Broadband power-line noise modeling and compensation

Abstract

Broadband power-line communication (BPLC) has become more popular in the Smart Grid context as it allows broadband access, media sharing, automated meter reading etc. However, it still remains as a challenging task to characterize and compensate for the impairments of the power-line networks for high-speed communications. In the scope of the thesis study, multi-path fading and path loss of the powerline channel are studied and a unit length attenuation profile (ULAP) is derived from measurements as part of the channel characterization. Using ULAP and the other channel parameters, a power-line channel simulator is developed. Correctness of the simulation is verified by measurement.

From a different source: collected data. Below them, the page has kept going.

impl Analyzer {
    pub fn new() -> Self {
        Self {
            scopes: ScopeStack::new(),
            curr_type: Type::Auto,
            expr_type: Type::Auto,
            simple_expr_type: Type::Auto,
            term_type: Type::Auto,
            factor_type: Type::Auto,
            has_return: false,
            is_in_if: false,
            is_in_func: false,
        }
    }

    /// Analyze a whole program in one root scope. The first error aborts
    /// analysis, tagged with its top-level statement index.
    pub fn analyze(&mut self, program: &Program) -> Result<()> {
        self.with_scope(|a| {
            for (index, stmt) in program.stmts.iter().enumerate() {
                a.analyze_stmt(stmt).map_err(|e| e.at_statement(index))?;
            }
            Ok(())
        })
    }

    /// Run `f` inside a fresh scope, popping it on every exit path.
    fn with_scope<T>(&mut self, f: impl FnOnce(&mut Self) -> Result<T>) -> Result<T> {
        self.scopes.push_scope();
        let result = f(self);
        self.scopes.pop_scope();
        result
    }

    fn analyze_stmt(&mut self, stmt: &Stmt) -> Result<()> {
        match stmt {
            Stmt::Block(block) => self.analyze_block(block),
            Stmt::Assign(assign) => self.analyze_assign(assign),
            Stmt::VarDecl(decl) => self.analyze_var_decl(decl),
            Stmt::Print(expr) => {
                // Any concrete type is printable.
                self.type_of_expr(expr)?;
                Ok(())
            }
            Stmt::Return(expr) => self.analyze_return(expr),
            Stmt::If {
                cond,
                then_block,
                else_block,
            } => self.analyze_if(cond, then_block, else_block.as_ref()),
            Stmt::For {
                init,
                cond,
                step,
                body,
            } => self.analyze_for(init.as_ref(), cond, step.as_ref(), body),
            Stmt::While { cond, body } => {
                self.check_cond(cond, "while")?;
                self.analyze_block(body)
            }
            Stmt::FuncDecl(func) => self.analyze_func_decl(func),
        }
    }

    fn analyze_block(&mut self, block: &Block) -> Result<()> {
        self.with_scope(|a| {
            for stmt in &block.stmts {
                a.analyze_stmt(stmt)?;
            }
            Ok(())
        })
    }

    fn analyze_var_decl(&mut self, decl: &VarDecl) -> Result<()> {
        if self.scopes.var_in_innermost(&decl.id) {
            return Err(Error::DuplicateDeclaration {
                kind: "variable",
                name: decl.id.clone(),
            });
        }

        let saved = self.curr_type;
        self.curr_type = decl.ty;
        let result = self.type_of_expr(&decl.init).and_then(|found| {
            self.curr_type = merge(
                self.curr_type,
                found,
                &format!("declaration of '{}'", decl.id),
            )?;
            Ok(())
        });
        let resolved = self.curr_type;
        self.curr_type = saved;
        result?;

        self.scopes.declare_var(VarSig {
            id: decl.id.clone(),
            datatype: resolved,
        });
        Ok(())
    }

    fn analyze_assign(&mut self, assign: &Assign) -> Result<()> {
        let declared = self
            .scopes
            .resolve_var(&assign.id)
            .ok_or_else(|| Error::VarNotFound(assign.id.clone()))?
            .datatype;

        let found = self.type_of_expr(&assign.expr)?;
        merge(
            declared,
            found,
            &format!("assignment to '{}'", assign.id),
        )?;
        Ok(())
    }

    fn analyze_return(&mut self, expr: &Expr) -> Result<()> {
        if !self.is_in_func {
            return Err(Error::InvalidReturn);
        }

        let found = self.type_of_expr(expr)?;
        // The function slot adopts the first return's type when the
        // declared return type is auto.
        self.curr_type = merge(self.curr_type, found, "return value")?;
        if !self.is_in_if {
            self.has_return = true;
        }
        Ok(())
    }

    fn analyze_if(&mut self, cond: &Expr, then_block: &Block, else_block: Option<&Block>) -> Result<()> {
        self.check_cond(cond, "if")?;

        let saved = self.is_in_if;
        self.is_in_if = true;
        let result = self.analyze_block(then_block).and_then(|()| {
            if let Some(block) = else_block {
                self.analyze_block(block)?;
            }
            Ok(())
        });
        self.is_in_if = saved;
        result
    }

    fn analyze_for(
        &mut self,
        init: Option<&VarDecl>,
        cond: &Expr,
        step: Option<&Assign>,
        body: &Block,
    ) -> Result<()> {
        // The header declaration lives in its own loop scope.
        self.with_scope(|a| {
            if let Some(decl) = init {
                a.analyze_var_decl(decl)?;
            }
            a.check_cond(cond, "for")?;
            if let Some(assign) = step {
                a.analyze_assign(assign)?;
            }
            a.analyze_block(body)
        })
    }

    fn analyze_func_decl(&mut self, func: &FuncDecl) -> Result<()> {
        if self.scopes.func_in_innermost(&func.id) {
            return Err(Error::DuplicateDeclaration {
                kind: "function",
                name: func.id.clone(),
            });
        }

        let mut params = Vec::with_capacity(func.params.len());
        for param in &func.params {
            if param.ty == Type::Auto {
                return Err(Error::TypeMismatch(format!(
                    "parameter '{}' of function '{}' may not be declared auto",
                    param.id, func.id
                )));
            }
            if params.iter().any(|(id, _)| id == &param.id) {
                return Err(Error::DuplicateDeclaration {
                    kind: "variable",
                    name: param.id.clone(),
                });
            }
            params.push((param.id.clone(), param.ty));
        }

        let saved_curr = self.curr_type;
        let saved_has_return = self.has_return;
        let saved_in_if = self.is_in_if;
        let saved_in_func = self.is_in_func;
        self.curr_type = func.ret;
        self.has_return = false;
        self.is_in_if = false;
        self.is_in_func = true;

        let result = self.with_scope(|a| {
            for (id, ty) in &params {
                a.scopes.declare_var(VarSig {
                    id: id.clone(),
                    datatype: *ty,
                });
            }
            a.analyze_block(&func.body)
        });

        let has_return = self.has_return;
        let resolved = self.curr_type;
        self.curr_type = saved_curr;
        self.has_return = saved_has_return;
        self.is_in_if = saved_in_if;
        self.is_in_func = saved_in_func;
        result?;

        if !has_return || resolved == Type::Auto {
            return Err(Error::MissingReturn(func.id.clone()));
        }

        // Registered only after the body checks out, so the body cannot
        // call the function it is declaring.
        self.scopes.declare_func(FuncSig {
            id: func.id.clone(),
            ret: resolved,
            params,
        });
        Ok(())
    }

    fn check_cond(&mut self, cond: &Expr, stmt: &str) -> Result<()> {
        let found = self.type_of_expr(cond)?;
        if found != Type::Bool {
            return Err(Error::TypeMismatch(format!(
                "{} condition must be bool, found {}",
                stmt, found
            )));
        }
        Ok(())
    }

    // ==================== Expression levels ====================

    /// Type an expression in a fresh slot, restoring the caller's.
    fn type_of_expr(&mut self, expr: &Expr) -> Result<Type> {
        let saved = self.expr_type;
        self.expr_type = Type::Auto;
        let result = self.analyze_expr(expr);
        let ty = self.expr_type;
        self.expr_type = saved;
        result?;
        Ok(ty)
    }

    fn analyze_expr(&mut self, expr: &Expr) -> Result<()> {
        let found = self.type_of_simple_expr(&expr.left)?;
        self.expr_type = merge(self.expr_type, found, "comparison operands")?;
        if let Some((_, rest)) = &expr.rest {
            // The right-hand side merges into the same slot, so both
            // sides of the comparison must agree; the comparison itself
            // synthesizes bool.
            self.analyze_expr(rest)?;
            self.expr_type = Type::Bool;
        }
        Ok(())
    }

    fn type_of_simple_expr(&mut self, simple: &SimpleExpr) -> Result<Type> {
        let saved = self.simple_expr_type;
        self.simple_expr_type = Type::Auto;
        let result = self.analyze_simple_expr(simple);
        let ty = self.simple_expr_type;
        self.simple_expr_type = saved;
        result?;
        Ok(ty)
    }

    fn analyze_simple_expr(&mut self, simple: &SimpleExpr) -> Result<()> {
        let found = self.type_of_term(&simple.left)?;
        self.simple_expr_type = merge(self.simple_expr_type, found, "additive operands")?;
        if let Some((op, rest)) = &simple.rest {
            self.check_add_op(*op, self.simple_expr_type)?;
            self.analyze_simple_expr(rest)?;
        }
        Ok(())
    }

    fn type_of_term(&mut self, term: &Term) -> Result<Type> {
        let saved = self.term_type;
        self.term_type = Type::Auto;
        let result = self.analyze_term(term);
        let ty = self.term_type;
        self.term_type = saved;
        result?;
        Ok(ty)
    }

    fn analyze_term(&mut self, term: &Term) -> Result<()> {
        let found = self.type_of_factor(&term.left)?;
        self.term_type = merge(self.term_type, found, "multiplicative operands")?;
        if let Some((op, rest)) = &term.rest {
            self.check_mult_op(*op, self.term_type)?;
            self.analyze_term(rest)?;
        }
        Ok(())
    }

    fn type_of_factor(&mut self, factor: &Factor) -> Result<Type> {
        let saved = self.factor_type;
        self.factor_type = Type::Auto;
        let result = self.analyze_factor(factor);
        let ty = self.factor_type;
        self.factor_type = saved;
        result?;
        Ok(ty)
    }

    fn analyze_factor(&mut self, factor: &Factor) -> Result<()> {
        let found = match factor {
            Factor::Id(id) => {
                self.scopes
                    .resolve_var(id)
                    .ok_or_else(|| Error::VarNotFound(id.clone()))?
                    .datatype
            }
            Factor::Call { id, args } => self.analyze_call(id, args)?,
            Factor::Sub(expr) => self.type_of_expr(expr)?,
            Factor::Unary { op, expr } => {
                let ty = self.type_of_expr(expr)?;
                self.check_unary_op(*op, ty)?;
                ty
            }
            Factor::Lit(lit) => match lit {
                Literal::Bool(_) => Type::Bool,
                Literal::Int(_) => Type::Int,
                Literal::Float(_) => Type::Float,
                Literal::Char(_) => Type::Char,
            },
        };
        self.factor_type = merge(self.factor_type, found, "factor")?;
        Ok(())
    }

    fn analyze_call(&mut self, id: &str, args: &[Expr]) -> Result<Type> {
        let sig = self
            .scopes
            .resolve_func(id)
            .ok_or_else(|| Error::FuncNotFound(id.to_string()))?
            .clone();

        if args.len() != sig.params.len() {
            return Err(Error::Arity {
                name: id.to_string(),
                expected: sig.params.len(),
                got: args.len(),
            });
        }
        for (arg, (param_id, param_ty)) in args.iter().zip(&sig.params) {
            let found = self.type_of_expr(arg)?;
            merge(
                *param_ty,
                found,
                &format!("parameter '{}' of '{}'", param_id, id),
            )?;
        }
        Ok(sig.ret)
    }

    // ==================== Operator constraints ====================

    fn check_mult_op(&self, op: MultOp, ty: Type) -> Result<()> {
        match op {
            MultOp::And if ty != Type::Bool => Err(Error::TypeMismatch(format!(
                "'and' requires bool operands, found {}",
                ty
            ))),
            MultOp::Div if ty != Type::Float => Err(Error::TypeMismatch(format!(
                "'/' requires float operands, found {}",
                ty
            ))),
            MultOp::Mul if !matches!(ty, Type::Int | Type::Float) => Err(Error::TypeMismatch(
                format!("'*' requires numeric operands, found {}", ty),
            )),
            _ => Ok(()),
        }
    }

    fn check_add_op(&self, op: AddOp, ty: Type) -> Result<()> {
        match op {
            AddOp::Or if ty != Type::Bool => Err(Error::TypeMismatch(format!(
                "'or' requires bool operands, found {}",
                ty
            ))),
            AddOp::Add | AddOp::Sub if !matches!(ty, Type::Int | Type::Float) => {
                Err(Error::TypeMismatch(format!(
                    "'{}' requires numeric operands, found {}",
                    op, ty
                )))
            }
            _ => Ok(()),
        }
    }

    fn check_unary_op(&self, op: UnaryOp, ty: Type) -> Result<()> {
        match op {
            UnaryOp::Not if ty != Type::Bool => Err(Error::TypeMismatch(format!(
                "'not' requires a bool operand, found {}",
                ty
            ))),
            UnaryOp::Minus if !matches!(ty, Type::Int | Type::Float) => Err(Error::TypeMismatch(
                format!("unary '-' requires a numeric operand, found {}", ty),
            )),
            _ => Ok(()),
        }
    }
}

Using the PLC channel simulations, statistics of the channel parameters are also studied. During the course of the thesis work, both broadband noise and home appliance noise are studied and characterized. Background noise is analyzed in frequency domain and Generalized Gaussian distribution (GGD) is proposed for modeling the noise amplitude distribution of each individual frequency. The proposed model is verified by measurements in the Kullback-Leibler sense of distribution mismatch penalty. Using the proposed noise model, a novel Orthogonal Frequency Division Multiplexing (OFDM) based receiver is proposed. It is shown that the performance of the proposed receiver utilizing the parameters of the proposed noise model reveals promising results.